▶ [Records for this exercise]:

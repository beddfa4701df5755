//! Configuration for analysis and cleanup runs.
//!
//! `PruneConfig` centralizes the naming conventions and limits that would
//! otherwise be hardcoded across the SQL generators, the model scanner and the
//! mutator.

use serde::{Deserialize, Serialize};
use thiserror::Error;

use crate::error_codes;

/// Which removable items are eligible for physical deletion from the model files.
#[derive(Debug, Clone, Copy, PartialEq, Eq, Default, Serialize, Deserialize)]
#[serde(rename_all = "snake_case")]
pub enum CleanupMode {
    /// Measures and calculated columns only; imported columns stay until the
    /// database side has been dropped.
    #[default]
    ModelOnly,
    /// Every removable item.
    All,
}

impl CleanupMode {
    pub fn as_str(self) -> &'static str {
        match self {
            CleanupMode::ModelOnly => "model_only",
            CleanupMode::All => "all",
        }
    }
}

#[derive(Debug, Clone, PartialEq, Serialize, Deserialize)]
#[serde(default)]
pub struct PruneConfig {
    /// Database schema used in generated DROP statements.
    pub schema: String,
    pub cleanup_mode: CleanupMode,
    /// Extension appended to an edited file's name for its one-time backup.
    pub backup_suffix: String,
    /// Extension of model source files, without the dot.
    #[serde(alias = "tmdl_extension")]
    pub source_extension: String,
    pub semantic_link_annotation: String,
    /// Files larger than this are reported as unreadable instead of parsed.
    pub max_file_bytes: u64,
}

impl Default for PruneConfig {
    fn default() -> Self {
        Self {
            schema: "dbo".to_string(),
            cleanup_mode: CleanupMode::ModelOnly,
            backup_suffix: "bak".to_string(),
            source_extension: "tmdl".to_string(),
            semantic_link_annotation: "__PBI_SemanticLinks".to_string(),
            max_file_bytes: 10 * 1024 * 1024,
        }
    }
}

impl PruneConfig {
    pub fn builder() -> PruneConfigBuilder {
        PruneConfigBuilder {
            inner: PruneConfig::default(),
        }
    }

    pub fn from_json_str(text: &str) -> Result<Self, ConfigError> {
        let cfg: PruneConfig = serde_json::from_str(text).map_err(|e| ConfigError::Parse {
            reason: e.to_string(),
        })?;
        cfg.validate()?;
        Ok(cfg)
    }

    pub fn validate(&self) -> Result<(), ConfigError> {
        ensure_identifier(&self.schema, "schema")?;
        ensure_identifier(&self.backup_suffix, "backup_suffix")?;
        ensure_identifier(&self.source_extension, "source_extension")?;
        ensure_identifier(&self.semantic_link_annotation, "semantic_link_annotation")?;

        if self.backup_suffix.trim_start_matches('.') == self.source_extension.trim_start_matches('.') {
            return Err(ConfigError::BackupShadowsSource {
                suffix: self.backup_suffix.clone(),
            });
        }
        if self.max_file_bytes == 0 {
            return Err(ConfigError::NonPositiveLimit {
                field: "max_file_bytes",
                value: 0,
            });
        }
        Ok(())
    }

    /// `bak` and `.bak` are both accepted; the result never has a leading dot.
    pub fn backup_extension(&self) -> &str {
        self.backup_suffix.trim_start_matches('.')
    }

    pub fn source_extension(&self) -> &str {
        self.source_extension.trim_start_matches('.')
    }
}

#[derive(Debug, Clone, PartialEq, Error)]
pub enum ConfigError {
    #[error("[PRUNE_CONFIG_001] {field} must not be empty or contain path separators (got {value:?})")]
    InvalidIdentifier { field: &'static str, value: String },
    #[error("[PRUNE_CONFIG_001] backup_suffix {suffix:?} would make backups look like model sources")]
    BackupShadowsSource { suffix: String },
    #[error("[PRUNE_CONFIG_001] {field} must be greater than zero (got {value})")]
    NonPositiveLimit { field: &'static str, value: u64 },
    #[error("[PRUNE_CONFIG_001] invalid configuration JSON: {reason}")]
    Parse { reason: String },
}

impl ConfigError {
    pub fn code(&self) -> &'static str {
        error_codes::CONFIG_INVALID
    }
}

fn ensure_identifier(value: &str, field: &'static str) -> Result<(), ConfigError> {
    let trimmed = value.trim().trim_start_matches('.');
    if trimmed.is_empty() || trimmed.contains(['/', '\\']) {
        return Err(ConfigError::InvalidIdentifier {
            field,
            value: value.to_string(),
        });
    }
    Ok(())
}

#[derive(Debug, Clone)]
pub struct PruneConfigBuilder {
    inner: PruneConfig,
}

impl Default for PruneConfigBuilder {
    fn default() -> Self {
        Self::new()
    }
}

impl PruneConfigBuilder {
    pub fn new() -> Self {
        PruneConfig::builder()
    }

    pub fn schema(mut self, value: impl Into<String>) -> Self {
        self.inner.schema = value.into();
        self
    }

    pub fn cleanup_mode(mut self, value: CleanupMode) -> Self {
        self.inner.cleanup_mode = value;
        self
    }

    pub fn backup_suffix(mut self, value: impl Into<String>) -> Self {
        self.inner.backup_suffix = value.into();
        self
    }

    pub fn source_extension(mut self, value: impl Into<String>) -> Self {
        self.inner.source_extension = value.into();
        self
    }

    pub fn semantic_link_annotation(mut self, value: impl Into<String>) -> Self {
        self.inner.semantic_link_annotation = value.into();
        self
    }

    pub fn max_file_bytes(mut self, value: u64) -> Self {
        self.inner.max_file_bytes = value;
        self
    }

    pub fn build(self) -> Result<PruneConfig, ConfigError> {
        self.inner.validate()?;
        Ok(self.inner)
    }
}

▶ [Your objective]: Within the entries above, how many lines contain the word "than"? State the number only.

▶ [Exercise solution]: 2